━━ MATERIAL FOR THE TASK ━━

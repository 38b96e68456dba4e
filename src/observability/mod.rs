//! Observability module for the chaos bot.
//!
//! Installs the `tracing` subscriber that every chaos run logs through.

use crate::config::ObservabilityConfig;
use crate::error::{ChaosError, Result};
use ::tracing::info;
use tracing_subscriber::{fmt, prelude::*, EnvFilter};

/// Initialize logging.
///
/// `RUST_LOG` takes precedence over the configured level. Fails if a global
/// subscriber is already installed.
pub fn init(config: &ObservabilityConfig) -> Result<()> {
    let filter = EnvFilter::try_from_default_env()
        .or_else(|_| EnvFilter::try_new(&config.log_level))
        .map_err(|e| ChaosError::Config(format!("Invalid log level {:?}: {}", config.log_level, e)))?;

    let subscriber = tracing_subscriber::registry().with(filter);

    if config.json_logs {
        subscriber
            .with(fmt::layer().json().with_writer(std::io::stderr))
            .try_init()
            .map_err(|e| ChaosError::Internal(format!("Failed to init logging: {}", e)))?;
    } else {
        subscriber
            .with(fmt::layer().with_writer(std::io::stderr))
            .try_init()
            .map_err(|e| ChaosError::Internal(format!("Failed to init logging: {}", e)))?;
    }

    info!(level = %config.log_level, json = config.json_logs, "Observability initialized");
    Ok(())
}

━━━

DIRECTIONS :: Write out the full set of records exactly as given.

SOLUTION ::
repository 38b96e68456dba4e
filename src/observability/mod.rs
//! Observability module for the chaos bot.
//!
//! Installs the `tracing` subscriber that every chaos run logs through.

use crate::config::ObservabilityConfig;
use crate::error::{ChaosError, Result};
use ::tracing::info;
use tracing_subscriber::{fmt, prelude::*, EnvFilter};

/// Initialize logging.
///
/// `RUST_LOG` takes precedence over the configured level. Fails if a global
/// subscriber is already installed.
pub fn init(config: &ObservabilityConfig) -> Result<()> {
    let filter = EnvFilter::try_from_default_env()
        .or_else(|_| EnvFilter::try_new(&config.log_level))
        .map_err(|e| ChaosError::Config(format!("Invalid log level {:?}: {}", config.log_level, e)))?;

    let subscriber = tracing_subscriber::registry().with(filter);

    if config.json_logs {
        subscriber
            .with(fmt::layer().json().with_writer(std::io::stderr))
            .try_init()
            .map_err(|e| ChaosError::Internal(format!("Failed to init logging: {}", e)))?;
    } else {
        subscriber
            .with(fmt::layer().with_writer(std::io::stderr))
            .try_init()
            .map_err(|e| ChaosError::Internal(format!("Failed to init logging: {}", e)))?;
    }

    info!(level = %config.log_level, json = config.json_logs, "Observability initialized");
    Ok(())
}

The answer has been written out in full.